O treinamento em serviço acontece nas unidades de saúde da família onde o profissional atua, dentro da perspectiva multiprofissional e interdisciplinar. Os residentes são acompanhados por preceptores que dedicam quatro horas semanais para essa atividade, quando são discutidas as dificuldades durante o processo de trabalho, os casos mais graves são acompanhados pelo preceptor, além da realização de trabalhos em parceria, residente - preceptor.

DINÂMICA DE ENSINO: LAPIDANDO O OBJETO DE TRABALHO DA ENFERMAGEM

Como a principal atividade da residência está centrada no treinamento em serviço, de agora em diante, nos deteremos na descrição desta experiência que se concretiza principalmente através da preceptoria. Os residentes da área de enfermagem são supervisionados por enfermeiros, vale salientar que, como o Programa Saúde da Família se baseia numa lógica interdisciplinar, há momentos da supervisão que são realizados por outras áreas. Cada residente deve ter no mínimo uma visita semanal de quatro horas em seu local de treinamento. Estas visitas têm o intuito de acompanhar o processo de trabalho do profissional, quando serão discutidas e avaliadas as condutas dos residentes.
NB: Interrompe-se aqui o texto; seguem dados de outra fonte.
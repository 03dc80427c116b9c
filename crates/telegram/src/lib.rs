//! Telegram delivery for watcher alerts.

pub mod notifier;

pub use notifier::TelegramNotifier;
São priorizados a organização do serviço, manejo de casos complexos, atividades dos programas, atividades comunitárias de promoção e educação em saúde.

Nossa experiência como preceptoras da enfermagem vem sendo construída com base nos problemas práticos que emergem no dia-a-dia das equipes e do trabalho de cada enfermeiros nas unidades do PSF. A implantação da residência põe-se como um desafio, pois sua característica interdisciplinar é algo que até o momento não foi desenvolvido no sistema de ensino do Brasil.
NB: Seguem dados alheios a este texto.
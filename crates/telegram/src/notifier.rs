//! Alert sender backed by the Telegram Bot API.

use std::{future::Future, path::Path, time::Duration};

use {
    anyhow::Result,
    async_trait::async_trait,
    citawatch_config::TelegramConfig,
    citawatch_monitor::Notify,
    secrecy::ExposeSecret,
    teloxide::{
        Bot, RequestError,
        payloads::{SendDocumentSetters, SendPhotoSetters},
        prelude::Requester,
        types::{ChatId, InputFile},
    },
    tracing::{debug, info, warn},
};

const RETRY_AFTER_MAX_RETRIES: usize = 4;

/// Sends watcher alerts to one chat.
pub struct TelegramNotifier {
    bot: Bot,
    chat_id: ChatId,
}

impl TelegramNotifier {
    pub fn new(config: &TelegramConfig) -> Result<Self> {
        let chat_id = ChatId(config.chat_id.parse::<i64>()?);
        Ok(Self {
            bot: Bot::new(config.token.expose_secret()),
            chat_id,
        })
    }

    async fn run_with_retry<T, F, Fut>(
        &self,
        operation: &'static str,
        mut request: F,
    ) -> std::result::Result<T, RequestError>
    where
        F: FnMut() -> Fut,
        Fut: Future<Output = std::result::Result<T, RequestError>>,
    {
        let mut retries = 0usize;

        loop {
            match request().await {
                Ok(value) => return Ok(value),
                Err(err) => {
                    let Some(wait) = retry_after_duration(&err) else {
                        return Err(err);
                    };

                    if retries >= RETRY_AFTER_MAX_RETRIES {
                        warn!(
                            operation,
                            retries,
                            retry_after_secs = wait.as_secs(),
                            "telegram rate limit persisted after retries"
                        );
                        return Err(err);
                    }

                    retries += 1;
                    warn!(
                        operation,
                        retries,
                        retry_after_secs = wait.as_secs(),
                        "telegram rate limited, waiting before retry"
                    );
                    tokio::time::sleep(wait).await;
                },
            }
        }
    }
}

#[async_trait]
impl Notify for TelegramNotifier {
    async fn send_text(&self, text: &str) -> Result<()> {
        self.run_with_retry("send message", || {
            let req = self.bot.send_message(self.chat_id, text);
            async move { req.await }
        })
        .await?;

        info!(chat_id = %self.chat_id, text_len = text.len(), "telegram alert sent");
        Ok(())
    }

    async fn send_photo(&self, photo: &Path, caption: &str) -> Result<()> {
        let bytes = tokio::fs::read(photo).await?;
        let filename = photo
            .file_name()
            .map(|n| n.to_string_lossy().into_owned())
            .unwrap_or_else(|| "screenshot.png".to_string());

        let result = self
            .run_with_retry("send photo", || {
                let input = InputFile::memory(bytes.clone()).file_name(filename.clone());
                let req = self.bot.send_photo(self.chat_id, input).caption(caption);
                async move { req.await }
            })
            .await;

        match result {
            Ok(_) => {
                info!(chat_id = %self.chat_id, bytes = bytes.len(), "telegram photo alert sent");
                Ok(())
            },
            Err(e) if is_photo_rejected_error(&e) => {
                // Full-page captures can exceed Telegram's photo dimension
                // limits; a document upload carries the same pixels.
                debug!(error = %e, "photo rejected, retrying as document");
                self.run_with_retry("send document", || {
                    let input = InputFile::memory(bytes.clone()).file_name(filename.clone());
                    let req = self.bot.send_document(self.chat_id, input).caption(caption);
                    async move { req.await }
                })
                .await?;
                info!(chat_id = %self.chat_id, "telegram alert sent as document fallback");
                Ok(())
            },
            Err(e) => Err(e.into()),
        }
    }
}

fn retry_after_duration(error: &RequestError) -> Option<Duration> {
    match error {
        RequestError::RetryAfter(wait) => Some(wait.duration()),
        _ => None,
    }
}

fn is_photo_rejected_error(error: &RequestError) -> bool {
    let text = error.to_string();
    text.contains("PHOTO_INVALID_DIMENSIONS") || text.contains("PHOTO_SAVE_FILE_INVALID")
}

#[allow(clippy::unwrap_used, clippy::expect_used)]
#[cfg(test)]
mod tests {
    use super::*;

    #[test]
    fn retry_after_duration_extracts_wait() {
        let err = RequestError::RetryAfter(teloxide::types::Seconds::from_seconds(42));
        assert_eq!(retry_after_duration(&err), Some(Duration::from_secs(42)));
    }

    #[test]
    fn retry_after_duration_ignores_other_errors() {
        let err = RequestError::Io(std::io::Error::other("boom"));
        assert_eq!(retry_after_duration(&err), None);
    }

    #[test]
    fn photo_rejection_detection_ignores_other_errors() {
        let err = RequestError::Io(std::io::Error::other("boom"));
        assert!(!is_photo_rejected_error(&err));
    }

    #[test]
    fn notifier_rejects_non_numeric_chat_id() {
        let config = TelegramConfig {
            token: String::from("123:abc").into(),
            chat_id: "not-a-number".into(),
        };
        assert!(TelegramNotifier::new(&config).is_err());
    }

    #[test]
    fn notifier_accepts_numeric_chat_id() {
        let config = TelegramConfig {
            token: String::from("123:abc").into(),
            chat_id: "-1001234567890".into(),
        };
        assert!(TelegramNotifier::new(&config).is_ok());
    }
}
Nos quatros meses de atividades de preceptoria, já podemos descrever alguns caminhos e a dinâmica de ensino que temos trilhado. Podemos dividir essas experiências em 5 áreas: atividades coletivas de promoção à saúde, organização do serviço, mobilização e participação comunitária, atividades de pesquisa e desenvolvimento da enfermagem clínica.

A preceptoria de enfermagem dirigida para a pesquisa iniciou com o" Estudo das condições de Saúde, Educação e Vida das crianças de 5 a 9 anos da zona urbana do Município de Sobral" e tem o objetivo de atender, até abril deste ano, 4000 crianças. A pesquisa promove cursos e palestras a fim de capacitar os residentes para coletar dados fidedignos. O acompanhamento do preceptor de enfermagem da residência em saúde da família se dá no desenvolvimento da pesquisa durante a consulta de enfermagem, quando são investigados: nutrição, desenvolvimento estatu-ponderal, acuidade visual, níveis de pressão arterial, prevalência de anemia e de enteroparasitoses, como também, índices de violência e de acidentes.
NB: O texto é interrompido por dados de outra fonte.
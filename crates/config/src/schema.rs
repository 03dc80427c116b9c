//! Config schema types (entry point, telegram destination, poll bounds,
//! browser launch options).

use {
    secrecy::{ExposeSecret, Secret},
    serde::{Deserialize, Serialize},
};

/// Booking page the navigation starts from.
pub const DEFAULT_ENTRY_URL: &str =
    "https://www.exteriores.gob.es/Embajadas/brasilia/pt/Embajada/Paginas/CitaNacionalidadLMD.aspx";

/// Location suffix that marks arrival at the availability view.
pub const DEFAULT_TARGET_FRAGMENT: &str = "#services";

/// Root configuration.
#[derive(Debug, Clone, Serialize, Deserialize)]
#[serde(default)]
pub struct CitawatchConfig {
    /// URL the navigation starts from.
    pub entry_url: String,
    /// URL fragment that marks the availability view.
    pub target_fragment: String,
    pub telegram: TelegramConfig,
    pub poll: PollConfig,
    pub browser: BrowserConfig,
}

impl Default for CitawatchConfig {
    fn default() -> Self {
        Self {
            entry_url: DEFAULT_ENTRY_URL.to_string(),
            target_fragment: DEFAULT_TARGET_FRAGMENT.to_string(),
            telegram: TelegramConfig::default(),
            poll: PollConfig::default(),
            browser: BrowserConfig::default(),
        }
    }
}

/// Telegram destination for alerts.
#[derive(Clone, Serialize, Deserialize)]
#[serde(default)]
pub struct TelegramConfig {
    /// Bot token from @BotFather. Falls back to `TELEGRAM_BOT_TOKEN`.
    #[serde(serialize_with = "serialize_secret")]
    pub token: Secret<String>,
    /// Chat to alert. Falls back to `TELEGRAM_CHAT_ID`.
    pub chat_id: String,
}

impl std::fmt::Debug for TelegramConfig {
    fn fmt(&self, f: &mut std::fmt::Formatter<'_>) -> std::fmt::Result {
        f.debug_struct("TelegramConfig")
            .field("token", &"[REDACTED]")
            .field("chat_id", &self.chat_id)
            .finish()
    }
}

impl Default for TelegramConfig {
    fn default() -> Self {
        Self {
            token: Secret::new(String::new()),
            chat_id: String::new(),
        }
    }
}

fn serialize_secret<S: serde::Serializer>(
    secret: &Secret<String>,
    serializer: S,
) -> Result<S::Ok, S::Error> {
    serializer.serialize_str(secret.expose_secret())
}

/// Bounds for one poll run.
#[derive(Debug, Clone, Serialize, Deserialize)]
#[serde(default)]
pub struct PollConfig {
    /// Attempts per invocation.
    pub max_attempts: u32,
    /// Lower bound of the jittered inter-attempt delay, in seconds.
    pub delay_min_secs: u64,
    /// Upper bound of the jittered inter-attempt delay, in seconds.
    pub delay_max_secs: u64,
    /// Send unreachable-target diagnostics only on the first attempt of a
    /// run, so a structurally broken flow alerts once per invocation.
    pub diagnostic_first_attempt_only: bool,
}

impl Default for PollConfig {
    fn default() -> Self {
        Self {
            max_attempts: 3,
            delay_min_secs: 20,
            delay_max_secs: 40,
            diagnostic_first_attempt_only: true,
        }
    }
}

/// Browser launch options.
#[derive(Debug, Clone, Serialize, Deserialize)]
#[serde(default)]
pub struct BrowserConfig {
    /// Path to Chrome/Chromium binary (auto-detected if not set).
    pub chrome_path: Option<String>,
    /// Whether to run in headless mode.
    pub headless: bool,
    /// Viewport width.
    pub viewport_width: u32,
    /// Viewport height.
    pub viewport_height: u32,
    /// Navigation timeout in milliseconds.
    pub navigation_timeout_ms: u64,
    /// Additional Chrome arguments.
    pub chrome_args: Vec<String>,
}

impl Default for BrowserConfig {
    fn default() -> Self {
        Self {
            chrome_path: None,
            headless: true,
            viewport_width: 1600,
            viewport_height: 1200,
            navigation_timeout_ms: 60_000,
            chrome_args: Vec::new(),
        }
    }
}

#[allow(clippy::unwrap_used, clippy::expect_used)]
#[cfg(test)]
mod tests {
    use super::*;

    #[test]
    fn defaults() {
        let cfg = CitawatchConfig::default();
        assert_eq!(cfg.entry_url, DEFAULT_ENTRY_URL);
        assert_eq!(cfg.target_fragment, "#services");
        assert_eq!(cfg.poll.max_attempts, 3);
        assert!(cfg.poll.diagnostic_first_attempt_only);
        assert!(cfg.browser.headless);
    }

    #[test]
    fn deserialize_partial_toml() {
        let cfg: CitawatchConfig = toml::from_str(
            r#"
            [telegram]
            token = "123:ABC"
            chat_id = "42"

            [poll]
            max_attempts = 5
            "#,
        )
        .unwrap();
        assert_eq!(cfg.telegram.token.expose_secret(), "123:ABC");
        assert_eq!(cfg.telegram.chat_id, "42");
        assert_eq!(cfg.poll.max_attempts, 5);
        // untouched sections keep defaults
        assert_eq!(cfg.poll.delay_min_secs, 20);
        assert_eq!(cfg.entry_url, DEFAULT_ENTRY_URL);
    }

    #[test]
    fn debug_redacts_token() {
        let cfg = TelegramConfig {
            token: Secret::new("super-secret".into()),
            chat_id: "42".into(),
        };
        let rendered = format!("{cfg:?}");
        assert!(!rendered.contains("super-secret"));
        assert!(rendered.contains("REDACTED"));
    }
}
Este estudo é um levantamento inédito no Brasil, pois a população estudada pouco comparece nos serviços de saúde. Os resultados dessa pesquisa constituirão um enorme banco de dados que poderá ser utilizado pelos residentes na elaboração de suas monografias de fim de curso de especialização.

A preceptoria de enfermagem tem buscado conteúdos para a prática do processo de trabalho e a reflexão dos alunos na organização dos serviços no âmbito local, de modo que atendam a dimensão do modelo proposto para o Programa Saúde da Família.

Nesse sentido, atuamos na organização do serviços através de:

- planejamento das ações intervencionistas com base nos fatos epidemiológicos da área;

- organização do fluxo do usuários na Unidade, com observância ao motivos que os levaram a procurar o serviço;

- supervisão e acompanhamento das atividades do pessoal auxiliar, inclusive com elaboração de programas de educação em serviço e readequação de papéis de acordo com as habilidades de cada um na realização de tarefas;

- gerenciamento da unidade no que diz respeito a previsão do material e equipamento necessários ao desenvolvimento das atividades da equipe.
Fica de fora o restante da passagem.